*What this task involves*
Please return every line below that contains the string "Mutex".

----- Study material -----

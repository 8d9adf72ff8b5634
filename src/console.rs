//! # Console Monitor
//!
//! Terminal front end for a running [`SimulationEngine`]: live statistics,
//! bus values, recent trace entries and engine notifications.
//!
//! ## Keys
//! - `space` pause / resume
//! - `n` single step
//! - `r` reset
//! - `s` start / stop
//! - `h` toggle help
//! - `q` / `Esc` quit

use crossterm::{
    event::{self, Event, KeyCode, KeyEventKind},
    execute,
    terminal::{disable_raw_mode, enable_raw_mode, EnterAlternateScreen, LeaveAlternateScreen},
};
use ratatui::{
    backend::CrosstermBackend,
    layout::{Constraint, Direction, Layout, Rect},
    style::{Color, Modifier, Style},
    text::{Line, Span},
    widgets::{Block, Borders, Paragraph, Wrap},
    Frame, Terminal,
};
use serde::{Deserialize, Serialize};
use std::collections::VecDeque;
use std::io;
use std::sync::{Arc, Mutex, MutexGuard};
use std::time::{Duration, Instant};
use tokio::sync::mpsc::UnboundedReceiver;
use tracing::{debug, warn};

use crate::engine::{SimulationEngine, SimulationState};
use crate::error::{SimError, SimResult};
use crate::notification::SimNotification;

#[derive(Debug, Clone, Serialize, Deserialize)]
pub struct ConsoleConfig {
    pub refresh_rate_ms: u64,
    pub trace_rows: usize,
    pub notification_rows: usize,
    /// Leave the console once the engine stops on its own
    pub exit_on_stop: bool,
}

impl Default for ConsoleConfig {
    fn default() -> Self {
        Self {
            refresh_rate_ms: 100,
            trace_rows: 12,
            notification_rows: 6,
            exit_on_stop: false,
        }
    }
}

pub struct ConsoleApp {
    engine: Arc<Mutex<SimulationEngine>>,
    notifications: UnboundedReceiver<SimNotification>,
    recent: VecDeque<String>,
    config: ConsoleConfig,
    running: bool,
    show_help: bool,
    status: String,
}

impl ConsoleApp {
    pub fn new(engine: Arc<Mutex<SimulationEngine>>, config: ConsoleConfig) -> SimResult<Self> {
        let notifications = lock(&engine)?.subscribe();
        Ok(Self {
            engine,
            notifications,
            recent: VecDeque::new(),
            config,
            running: false,
            show_help: false,
            status: "ready".to_string(),
        })
    }

    pub fn run(&mut self) -> Result<(), Box<dyn std::error::Error>> {
        enable_raw_mode().map_err(|e| format!("Failed to enable raw mode: {}", e))?;
        let mut stdout = io::stdout();
        execute!(stdout, EnterAlternateScreen)
            .map_err(|e| format!("Failed to enter alternate screen: {}", e))?;

        let backend = CrosstermBackend::new(stdout);
        let mut terminal = Terminal::new(backend)?;

        self.running = true;
        let refresh = Duration::from_millis(self.config.refresh_rate_ms);
        let mut last_draw = Instant::now() - refresh;

        while self.running {
            if event::poll(Duration::from_millis(10))? {
                if let Event::Key(key) = event::read()? {
                    if key.kind == KeyEventKind::Press {
                        self.handle_key(key.code);
                    }
                }
            }

            self.drain_notifications();

            if last_draw.elapsed() >= refresh {
                terminal.draw(|f| self.draw_ui(f))?;
                last_draw = Instant::now();
            }

            if self.config.exit_on_stop {
                let stopped = lock(&self.engine)
                    .map(|engine| engine.state() == SimulationState::Stopped)
                    .unwrap_or(true);
                if stopped {
                    terminal.draw(|f| self.draw_ui(f))?;
                    std::thread::sleep(Duration::from_millis(500));
                    break;
                }
            }
        }

        disable_raw_mode().map_err(|e| format!("Failed to disable raw mode: {}", e))?;
        execute!(terminal.backend_mut(), LeaveAlternateScreen)
            .map_err(|e| format!("Failed to leave alternate screen: {}", e))?;
        terminal
            .show_cursor()
            .map_err(|e| format!("Failed to show cursor: {}", e))?;
        Ok(())
    }

    fn handle_key(&mut self, key: KeyCode) {
        let result = match key {
            KeyCode::Char('q') | KeyCode::Char('Q') | KeyCode::Esc => {
                self.running = false;
                self.with_engine(|engine| engine.stop()).map(|_| "quit")
            }
            KeyCode::Char('h') | KeyCode::Char('H') => {
                self.show_help = !self.show_help;
                Ok("help toggled")
            }
            KeyCode::Char(' ') => self.with_engine(|engine| match engine.state() {
                SimulationState::Running => engine.pause().map(|_| "paused"),
                _ => engine.resume().map(|_| "resumed"),
            }),
            KeyCode::Char('n') | KeyCode::Char('N') => {
                self.with_engine(|engine| engine.step().map(|_| "stepped"))
            }
            KeyCode::Char('r') | KeyCode::Char('R') => {
                self.with_engine(|engine| engine.reset().map(|_| "reset"))
            }
            KeyCode::Char('s') | KeyCode::Char('S') => self.with_engine(|engine| match engine.state() {
                SimulationState::Stopped | SimulationState::Error => engine.start().map(|_| "started"),
                _ => engine.stop().map(|_| "stopped"),
            }),
            _ => return,
        };

        match result {
            Ok(message) => {
                debug!(action = message, "console command");
                self.status = message.to_string();
            }
            Err(err) => {
                warn!(error = %err, "console command failed");
                self.status = err.to_string();
            }
        }
    }

    fn with_engine<T>(&self, f: impl FnOnce(&mut SimulationEngine) -> SimResult<T>) -> SimResult<T> {
        let mut engine = lock(&self.engine)?;
        f(&mut engine)
    }

    fn drain_notifications(&mut self) {
        while let Ok(notification) = self.notifications.try_recv() {
            let line = match notification {
                SimNotification::StateChanged { from, to } => format!("state {} -> {}", from, to),
                SimNotification::BreakpointHit { id, description, cycle } => {
                    format!("breakpoint #{} '{}' at cycle {}", id, description, cycle)
                }
                SimNotification::WatchpointHit { id, signal, value, cycle } => {
                    format!("watchpoint #{} {} = {:#x} at cycle {}", id, signal, value, cycle)
                }
                SimNotification::Error { message, fatal } => {
                    format!("{}: {}", if fatal { "FATAL" } else { "error" }, message)
                }
                _ => continue,
            };
            self.recent.push_back(line);
            while self.recent.len() > self.config.notification_rows {
                self.recent.pop_front();
            }
        }
    }

    fn draw_ui(&self, f: &mut Frame) {
        let size = f.size();
        if self.show_help {
            self.draw_help_screen(f, size);
            return;
        }

        let chunks = Layout::default()
            .direction(Direction::Vertical)
            .constraints([
                Constraint::Length(4),
                Constraint::Min(8),
                Constraint::Length(3),
            ])
            .split(size);

        let title = Paragraph::new(vec![
            Line::from(vec![Span::styled(
                "rusty_sim console",
                Style::default().fg(Color::Cyan).add_modifier(Modifier::BOLD),
            )]),
            Line::from(vec![
                Span::styled("space", Style::default().fg(Color::Yellow)),
                Span::raw("=pause/resume  "),
                Span::styled("n", Style::default().fg(Color::Yellow)),
                Span::raw("=step  "),
                Span::styled("r", Style::default().fg(Color::Yellow)),
                Span::raw("=reset  "),
                Span::styled("s", Style::default().fg(Color::Yellow)),
                Span::raw("=start/stop  "),
                Span::styled("h", Style::default().fg(Color::Yellow)),
                Span::raw("=help  "),
                Span::styled("q", Style::default().fg(Color::Yellow)),
                Span::raw("=quit"),
            ]),
        ])
        .block(Block::default().borders(Borders::ALL).title("rusty_sim"))
        .wrap(Wrap { trim: true });
        f.render_widget(title, chunks[0]);

        let panes = Layout::default()
            .direction(Direction::Horizontal)
            .constraints([Constraint::Percentage(40), Constraint::Percentage(60)])
            .split(chunks[1]);
        let left = Layout::default()
            .direction(Direction::Vertical)
            .constraints([Constraint::Length(10), Constraint::Min(4)])
            .split(panes[0]);
        let right = Layout::default()
            .direction(Direction::Vertical)
            .constraints([
                Constraint::Min(4),
                Constraint::Length(self.config.notification_rows as u16 + 2),
            ])
            .split(panes[1]);

        match lock(&self.engine) {
            Ok(engine) => {
                self.draw_statistics(f, left[0], &engine);
                self.draw_buses(f, left[1], &engine);
                self.draw_trace(f, right[0], &engine);
            }
            Err(err) => {
                let message = Paragraph::new(err.to_string())
                    .block(Block::default().borders(Borders::ALL).title("Engine"));
                f.render_widget(message, chunks[1]);
            }
        }
        self.draw_notifications(f, right[1]);

        let status = Paragraph::new(self.status.as_str())
            .style(Style::default().fg(Color::White))
            .block(Block::default().borders(Borders::ALL).title("Status"));
        f.render_widget(status, chunks[2]);
    }

    fn draw_statistics(&self, f: &mut Frame, area: Rect, engine: &SimulationEngine) {
        let stats = engine.statistics();
        let state_color = match stats.state {
            SimulationState::Running => Color::Green,
            SimulationState::Paused | SimulationState::Step => Color::Yellow,
            SimulationState::Stopped => Color::Gray,
            SimulationState::Error => Color::Red,
        };
        let lines = vec![
            Line::from(vec![
                Span::raw("State:     "),
                Span::styled(stats.state.to_string(), Style::default().fg(state_color)),
            ]),
            Line::from(format!("Cycle:     {}", stats.current_cycle)),
            Line::from(format!("Sim time:  {:.6} s", stats.simulation_time)),
            Line::from(format!("Rate:      {:.0} cycles/s", stats.cycles_per_second)),
            Line::from(format!("Target:    {:.0} Hz", stats.target_frequency)),
            Line::from(format!("Ratio:     {:.3}", stats.simulation_ratio)),
            Line::from(format!(
                "Parts:     {} components, {} buses, {} signals",
                stats.component_count, stats.bus_count, stats.signal_count
            )),
            Line::from(format!("Events:    {}", stats.event_queue_size)),
        ];
        let widget = Paragraph::new(lines).block(Block::default().borders(Borders::ALL).title("Statistics"));
        f.render_widget(widget, area);
    }

    fn draw_buses(&self, f: &mut Frame, area: Rect, engine: &SimulationEngine) {
        let mut lines = Vec::new();
        for name in engine.bus_names() {
            let Some(bus) = engine.bus_state(&name) else {
                continue;
            };
            lines.push(Line::from(vec![
                Span::styled(format!("{:<8}", name), Style::default().add_modifier(Modifier::BOLD)),
                Span::raw(format!(" {:>2}b  {:#06x}", bus.bit_width, bus.value)),
            ]));
            for (line, state) in &bus.lines {
                lines.push(Line::from(format!("  .{:<6} {:#x}", line, state.value)));
            }
        }
        let widget = Paragraph::new(lines).block(Block::default().borders(Borders::ALL).title("Buses"));
        f.render_widget(widget, area);
    }

    fn draw_trace(&self, f: &mut Frame, area: Rect, engine: &SimulationEngine) {
        let lines: Vec<Line> = engine
            .recent_traces(self.config.trace_rows)
            .into_iter()
            .map(|entry| {
                Line::from(vec![
                    Span::styled(format!("{:>10.6} ", entry.timestamp), Style::default().fg(Color::DarkGray)),
                    Span::styled(format!("{:<8} ", entry.component), Style::default().fg(Color::Cyan)),
                    Span::raw(format!("{} {}", entry.action, entry.payload)),
                ])
            })
            .collect();
        let widget = Paragraph::new(lines)
            .wrap(Wrap { trim: true })
            .block(Block::default().borders(Borders::ALL).title("Trace"));
        f.render_widget(widget, area);
    }

    fn draw_notifications(&self, f: &mut Frame, area: Rect) {
        let lines: Vec<Line> = self.recent.iter().map(|s| Line::from(s.as_str())).collect();
        let widget = Paragraph::new(lines).block(Block::default().borders(Borders::ALL).title("Notifications"));
        f.render_widget(widget, area);
    }

    fn draw_help_screen(&self, f: &mut Frame, area: Rect) {
        let key = |k: &'static str, what: &'static str| {
            Line::from(vec![
                Span::styled(format!("  {:<8}", k), Style::default().fg(Color::Yellow)),
                Span::raw(what),
            ])
        };
        let help = vec![
            Line::from(vec![Span::styled(
                "rusty_sim console help",
                Style::default().fg(Color::Cyan).add_modifier(Modifier::BOLD),
            )]),
            Line::from(""),
            key("space", "pause or resume the running simulation"),
            key("n", "execute exactly one cycle (from stopped or paused)"),
            key("r", "stop and reset counters, lines and components"),
            key("s", "start when stopped, stop otherwise"),
            key("h", "show or hide this help"),
            key("q", "stop the engine and quit"),
            Line::from(""),
            Line::from("Press h to return to the main view."),
        ];
        let widget = Paragraph::new(help)
            .wrap(Wrap { trim: true })
            .block(Block::default().borders(Borders::ALL).title("Help"));
        f.render_widget(widget, area);
    }
}

fn lock(engine: &Mutex<SimulationEngine>) -> SimResult<MutexGuard<'_, SimulationEngine>> {
    engine
        .lock()
        .map_err(|err| SimError::LockPoisoned(err.to_string()))
}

-----

*Task solution*
use std::sync::{Arc, Mutex, MutexGuard};
    engine: Arc<Mutex<SimulationEngine>>,
    pub fn new(engine: Arc<Mutex<SimulationEngine>>, config: ConsoleConfig) -> SimResult<Self> {
fn lock(engine: &Mutex<SimulationEngine>) -> SimResult<MutexGuard<'_, SimulationEngine>> {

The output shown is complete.